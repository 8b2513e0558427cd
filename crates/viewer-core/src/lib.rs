//! Viewport geometry for a single zoomable page.
//!
//! The page is drawn centered in the viewport and offset by a translate; all
//! functions here are pure and never produce non-finite values from finite
//! input.

mod animation;

pub use animation::{Clock, Frames, ManualClock, SystemClock, ZoomAnimation, DEFAULT_ZOOM_DURATION};

/// Scale a double tap zooms into from the fit scale.
pub const COMFORTABLE_ZOOM: f32 = 2.5;

pub const DEFAULT_MAXIMUM_ZOOM: f32 = 5.0;

#[derive(Debug, Clone, Copy, PartialEq, Default)]
pub struct Size {
    pub width: f32,
    pub height: f32,
}

impl Size {
    pub const fn new(width: f32, height: f32) -> Self {
        Self { width, height }
    }

    pub fn is_positive(&self) -> bool {
        self.width > 0.0 && self.height > 0.0 && self.width.is_finite() && self.height.is_finite()
    }

    pub fn scaled(&self, factor: f32) -> Self {
        Self::new(self.width * factor, self.height * factor)
    }
}

#[derive(Debug, Clone, Copy, PartialEq, Default)]
pub struct Point {
    pub x: f32,
    pub y: f32,
}

impl Point {
    pub const fn new(x: f32, y: f32) -> Self {
        Self { x, y }
    }

    pub fn distance_to(&self, other: Point) -> f32 {
        ((self.x - other.x).powi(2) + (self.y - other.y).powi(2)).sqrt()
    }
}

#[derive(Debug, Clone, Copy, PartialEq, Default)]
pub struct Rect {
    pub x: f32,
    pub y: f32,
    pub width: f32,
    pub height: f32,
}

impl Rect {
    pub const fn new(x: f32, y: f32, width: f32, height: f32) -> Self {
        Self { x, y, width, height }
    }

    pub fn right(&self) -> f32 {
        self.x + self.width
    }

    pub fn bottom(&self) -> f32 {
        self.y + self.height
    }

    pub fn is_empty(&self) -> bool {
        self.width <= 0.0 || self.height <= 0.0
    }

    pub fn intersection(&self, other: &Rect) -> Option<Rect> {
        let x = self.x.max(other.x);
        let y = self.y.max(other.y);
        let right = self.right().min(other.right());
        let bottom = self.bottom().min(other.bottom());

        let rect = Rect::new(x, y, right - x, bottom - y);
        (!rect.is_empty()).then_some(rect)
    }

    pub fn intersects(&self, other: &Rect) -> bool {
        self.intersection(other).is_some()
    }
}

/// Scale at which the whole page fits inside the viewport.
///
/// Returns `1.0` for degenerate input instead of propagating NaN or infinity.
pub fn fit_scale(viewport: Size, page: Size) -> f32 {
    if !viewport.is_positive() || !page.is_positive() {
        return 1.0;
    }

    let scale = (viewport.width / page.width).min(viewport.height / page.height);
    if scale.is_finite() && scale > 0.0 {
        scale
    } else {
        1.0
    }
}

/// Viewport and page sizes the transform is interpreted against. Page sizes
/// are in page points, viewport sizes in screen pixels.
#[derive(Debug, Clone, Copy, PartialEq, Default)]
pub struct Layout {
    pub viewport: Size,
    pub page: Size,
}

impl Layout {
    pub const fn new(viewport: Size, page: Size) -> Self {
        Self { viewport, page }
    }

    pub fn fit_scale(&self) -> f32 {
        fit_scale(self.viewport, self.page)
    }
}

#[derive(Debug, Clone, Copy, PartialEq)]
pub struct ViewportTransform {
    pub scale: f32,
    pub translate_x: f32,
    pub translate_y: f32,
    pub min_scale: f32,
    pub max_scale: f32,
}

impl Default for ViewportTransform {
    fn default() -> Self {
        Self {
            scale: 1.0,
            translate_x: 0.0,
            translate_y: 0.0,
            min_scale: 1.0,
            max_scale: DEFAULT_MAXIMUM_ZOOM,
        }
    }
}

impl ViewportTransform {
    /// The reset transform: fit scale, no translate.
    pub fn fit(layout: Layout, maximum_zoom: f32) -> Self {
        let min_scale = layout.fit_scale();
        Self {
            scale: min_scale,
            translate_x: 0.0,
            translate_y: 0.0,
            min_scale,
            max_scale: effective_max(min_scale, maximum_zoom),
        }
    }

    /// Screen position of the page's top-left corner.
    pub fn content_origin(&self, layout: Layout) -> Point {
        let scaled = layout.page.scaled(self.scale);
        Point::new(
            (layout.viewport.width - scaled.width) / 2.0 + self.translate_x,
            (layout.viewport.height - scaled.height) / 2.0 + self.translate_y,
        )
    }

    pub fn screen_to_document(&self, layout: Layout, screen: Point) -> Point {
        let origin = self.content_origin(layout);
        let scale = safe_scale(self.scale);
        Point::new((screen.x - origin.x) / scale, (screen.y - origin.y) / scale)
    }

    pub fn document_to_screen(&self, layout: Layout, document: Point) -> Point {
        let origin = self.content_origin(layout);
        Point::new(origin.x + document.x * self.scale, origin.y + document.y * self.scale)
    }

    /// Part of the page currently inside the viewport, in page space.
    pub fn visible_document_rect(&self, layout: Layout) -> Option<Rect> {
        if !layout.viewport.is_positive() || !layout.page.is_positive() {
            return None;
        }

        let top_left = self.screen_to_document(layout, Point::new(0.0, 0.0));
        let bottom_right = self
            .screen_to_document(layout, Point::new(layout.viewport.width, layout.viewport.height));

        let visible = Rect::new(
            top_left.x,
            top_left.y,
            bottom_right.x - top_left.x,
            bottom_right.y - top_left.y,
        );
        visible.intersection(&Rect::new(0.0, 0.0, layout.page.width, layout.page.height))
    }

    /// Pins each axis to zero when the content is narrower than the viewport,
    /// otherwise limits translate to the content overhang.
    pub fn clamp_translation(mut self, layout: Layout) -> Self {
        let scaled = layout.page.scaled(self.scale);
        self.translate_x = clamp_axis(self.translate_x, scaled.width, layout.viewport.width);
        self.translate_y = clamp_axis(self.translate_y, scaled.height, layout.viewport.height);
        self
    }

    /// Replaces the scale limits and pulls the scale and translate back inside them.
    pub fn with_scale_limits(mut self, layout: Layout, min_scale: f32, max_scale: f32) -> Self {
        self.min_scale = safe_scale(min_scale);
        self.max_scale = effective_max(self.min_scale, max_scale);
        self.scale = self.scale.clamp(self.min_scale, self.max_scale);
        self.clamp_translation(layout)
    }

    /// Scales by `scale_delta` around `focus`, keeping the page point under
    /// `focus` stationary. Returns `self` unchanged when the clamped scale
    /// does not move.
    pub fn apply_pinch(&self, layout: Layout, focus: Point, scale_delta: f32) -> Self {
        if !scale_delta.is_finite() || scale_delta <= 0.0 {
            return *self;
        }

        let scale = (self.scale * scale_delta).clamp(self.min_scale, self.max_scale);
        if scale == self.scale {
            return *self;
        }

        let anchor = self.screen_to_document(layout, focus);
        self.anchored_at(layout, scale, focus, anchor).clamp_translation(layout)
    }

    pub fn apply_pan(&self, layout: Layout, dx: f32, dy: f32) -> Self {
        let mut next = *self;
        if dx.is_finite() {
            next.translate_x += dx;
        }
        if dy.is_finite() {
            next.translate_y += dy;
        }
        next.clamp_translation(layout)
    }

    /// Scale a double tap should animate to: back to fit when zoomed in,
    /// otherwise the comfortable reading scale capped by the maximum.
    pub fn double_tap_target(&self) -> f32 {
        if self.scale > self.min_scale {
            self.min_scale
        } else {
            COMFORTABLE_ZOOM.min(self.max_scale).max(self.min_scale)
        }
    }

    pub fn is_at_minimum(&self) -> bool {
        self.scale <= self.min_scale
    }

    /// Transform at `scale` with `anchor` (page space) placed under `focus`
    /// (screen space). Not clamped.
    pub(crate) fn anchored_at(&self, layout: Layout, scale: f32, focus: Point, anchor: Point) -> Self {
        let scaled = layout.page.scaled(scale);
        let centered_x = (layout.viewport.width - scaled.width) / 2.0;
        let centered_y = (layout.viewport.height - scaled.height) / 2.0;

        Self {
            scale,
            translate_x: focus.x - centered_x - anchor.x * scale,
            translate_y: focus.y - centered_y - anchor.y * scale,
            ..*self
        }
    }
}

pub fn reset_zoom(layout: Layout, maximum_zoom: f32) -> ViewportTransform {
    ViewportTransform::fit(layout, maximum_zoom)
}

fn clamp_axis(translate: f32, content: f32, viewport: f32) -> f32 {
    let overhang = (content - viewport) / 2.0;
    if overhang <= 0.0 || !translate.is_finite() {
        0.0
    } else {
        translate.clamp(-overhang, overhang)
    }
}

fn safe_scale(scale: f32) -> f32 {
    if scale.is_finite() && scale > 0.0 {
        scale
    } else {
        1.0
    }
}

fn effective_max(min_scale: f32, maximum_zoom: f32) -> f32 {
    if maximum_zoom.is_finite() {
        maximum_zoom.max(min_scale)
    } else {
        DEFAULT_MAXIMUM_ZOOM.max(min_scale)
    }
}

Task: With the first line being the one containing "the clamped scale" and the last line the one containing "let scale = (self.scale", transcribe exactly the lines above that fall in that range.

Solution to the exercise:
    /// `focus` stationary. Returns `self` unchanged when the clamped scale
    /// does not move.
    pub fn apply_pinch(&self, layout: Layout, focus: Point, scale_delta: f32) -> Self {
        if !scale_delta.is_finite() || scale_delta <= 0.0 {
            return *self;
        }

        let scale = (self.scale * scale_delta).clamp(self.min_scale, self.max_scale);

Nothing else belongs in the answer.